▶ **Exercise details**
Starting at the first line of the records below, transcribe each line exactly, ending with the line that contains "own timeout, and".

▶ **Stored items**
☆ ☆ ☆ ☆

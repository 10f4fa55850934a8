//! PDF retrieval fallback chain.
//!
//! Stored content URLs predate the current upload conventions, so a single
//! fetch is not reliable. The flow tries derived URLs in strict order until
//! one yields bytes; attempts are sequential, each with its own timeout, and
//! nothing here mutates stored URLs (the CLI repair flow does that).

use std::time::Duration;

use tracing::{debug, instrument};

use super::error::MediaError;
use super::url::AssetUrl;

/// Timeout for direct fetches of plain HTTP resources.
const DIRECT_TIMEOUT: Duration = Duration::from_secs(5);
/// Timeout for object-store fetches, which can be slow for large PDFs.
const STORE_TIMEOUT: Duration = Duration::from_secs(30);

/// Retrieves PDF bytes through the fallback chain.
#[derive(Clone)]
pub struct PdfRetriever {
    client: reqwest::Client,
}

impl PdfRetriever {
    /// Create a retriever with its own HTTP client.
    #[must_use]
    pub fn new() -> Self {
        Self {
            client: reqwest::Client::new(),
        }
    }

    /// Fetch PDF bytes for a stored URL.
    ///
    /// Attempt order:
    /// 1. URL does not reference the object store: fetch it directly.
    /// 2. Normalize and fetch the reconstructed URL with the `pdf` hint.
    /// 3. Fetch the reconstructed URL without the hint.
    /// 4. Fetch `original_url` (or the stored URL) directly as a last resort.
    ///
    /// # Errors
    ///
    /// Returns `MediaError::AssetUnavailable` carrying every attempt's error
    /// when the whole chain is exhausted.
    #[instrument(skip(self), fields(url = %stored_url))]
    pub async fn fetch_pdf(
        &self,
        stored_url: &str,
        original_url: Option<&str>,
    ) -> Result<Vec<u8>, MediaError> {
        let mut attempts: Vec<String> = Vec::new();

        if AssetUrl::references_store(stored_url) {
            match AssetUrl::parse(stored_url) {
                Ok(asset) => {
                    debug!(
                        public_id = %asset.public_id(),
                        version = %asset.version(),
                        "normalized store url"
                    );
                    let with_hint = asset.retrieval_url(true);
                    match self.try_fetch(&with_hint, STORE_TIMEOUT).await {
                        Ok(bytes) => return Ok(bytes),
                        Err(e) => attempts.push(format!("{with_hint}: {e}")),
                    }

                    let without_hint = asset.retrieval_url(false);
                    match self.try_fetch(&without_hint, STORE_TIMEOUT).await {
                        Ok(bytes) => return Ok(bytes),
                        Err(e) => attempts.push(format!("{without_hint}: {e}")),
                    }
                }
                Err(e) => attempts.push(format!("normalize {stored_url}: {e}")),
            }
        } else {
            match self.try_fetch(stored_url, DIRECT_TIMEOUT).await {
                Ok(bytes) => return Ok(bytes),
                Err(e) => attempts.push(format!("{stored_url}: {e}")),
            }
        }

        // Last resort: the original form, fetched as a plain resource.
        let last = original_url.unwrap_or(stored_url);
        match self.try_fetch(last, DIRECT_TIMEOUT).await {
            Ok(bytes) => Ok(bytes),
            Err(e) => {
                attempts.push(format!("{last}: {e}"));
                Err(MediaError::AssetUnavailable { attempts })
            }
        }
    }

    /// One bounded fetch; any non-success status is an error.
    async fn try_fetch(&self, url: &str, timeout: Duration) -> Result<Vec<u8>, MediaError> {
        debug!(url, "attempting pdf fetch");
        let response = self.client.get(url).timeout(timeout).send().await?;

        let status = response.status();
        if !status.is_success() {
            return Err(MediaError::UpstreamStatus {
                status: status.as_u16(),
                url: url.to_owned(),
            });
        }

        Ok(response.bytes().await?.to_vec())
    }
}

impl Default for PdfRetriever {
    fn default() -> Self {
        Self::new()
    }
}

#[cfg(test)]
#[allow(clippy::unwrap_used)]
mod tests {
    use std::sync::Arc;
    use std::sync::atomic::{AtomicUsize, Ordering};

    use axum::Router;
    use axum::extract::State;
    use axum::http::StatusCode;
    use axum::routing::get;

    use super::*;

    /// Spawn a mock upstream that 404s store paths and counts hits.
    async fn spawn_upstream(router: Router) -> String {
        let listener = tokio::net::TcpListener::bind("127.0.0.1:0").await.unwrap();
        let addr = listener.local_addr().unwrap();
        tokio::spawn(async move {
            axum::serve(listener, router).await.unwrap();
        });
        format!("http://{addr}")
    }

    #[tokio::test]
    async fn non_store_url_is_fetched_directly() {
        let base = spawn_upstream(Router::new().route(
            "/files/book.pdf",
            get(|| async { "direct-bytes" }),
        ))
        .await;

        let retriever = PdfRetriever::new();
        let bytes = retriever
            .fetch_pdf(&format!("{base}/files/book.pdf"), None)
            .await
            .unwrap();
        assert_eq!(bytes, b"direct-bytes");
    }

    #[tokio::test]
    async fn falls_through_to_original_on_store_failure() {
        let store_hits = Arc::new(AtomicUsize::new(0));
        let hits = Arc::clone(&store_hits);

        let router = Router::new()
            .route(
                "/demo/raw/upload/{version}/{*rest}",
                get(|State(hits): State<Arc<AtomicUsize>>| async move {
                    hits.fetch_add(1, Ordering::SeqCst);
                    StatusCode::NOT_FOUND
                }),
            )
            .route("/original/book", get(|| async { "original-bytes" }))
            .with_state(hits);
        let base = spawn_upstream(router).await;

        let stored = format!("{base}/demo/raw/upload/v42/books/lost.pdf");
        let original = format!("{base}/original/book");

        let retriever = PdfRetriever::new();
        let bytes = retriever
            .fetch_pdf(&stored, Some(&original))
            .await
            .unwrap();

        assert_eq!(bytes, b"original-bytes");
        // Both the hinted and unhinted store forms must have been probed.
        assert_eq!(store_hits.load(Ordering::SeqCst), 2);
    }

    #[tokio::test]
    async fn exhausted_chain_reports_every_attempt() {
        let base = spawn_upstream(Router::new()).await; // 404s everything

        let stored = format!("{base}/demo/raw/upload/v42/books/gone.pdf");
        let retriever = PdfRetriever::new();
        let err = retriever.fetch_pdf(&stored, None).await.unwrap_err();

        match err {
            MediaError::AssetUnavailable { attempts } => {
                // with-hint, without-hint, original
                assert_eq!(attempts.len(), 3);
            }
            other => panic!("expected AssetUnavailable, got {other}"),
        }
    }

    #[tokio::test]
    async fn store_url_with_hint_succeeding_short_circuits() {
        let store_hits = Arc::new(AtomicUsize::new(0));
        let hits = Arc::clone(&store_hits);

        let router = Router::new()
            .route(
                "/demo/raw/upload/v42/books/found.pdf",
                get(|State(hits): State<Arc<AtomicUsize>>| async move {
                    hits.fetch_add(1, Ordering::SeqCst);
                    "store-bytes"
                }),
            )
            .with_state(hits);
        let base = spawn_upstream(router).await;

        let stored = format!("{base}/demo/raw/upload/v42/books/found.pdf");
        let retriever = PdfRetriever::new();
        let bytes = retriever.fetch_pdf(&stored, None).await.unwrap();

        assert_eq!(bytes, b"store-bytes");
        assert_eq!(store_hits.load(Ordering::SeqCst), 1);
    }
}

☆ ☆ ☆ ☆

▶ **Exercise result**
repository 10f4fa55850934a8
//! PDF retrieval fallback chain.
//!
//! Stored content URLs predate the current upload conventions, so a single
//! fetch is not reliable. The flow tries derived URLs in strict order until
//! one yields bytes; attempts are sequential, each with its own timeout, and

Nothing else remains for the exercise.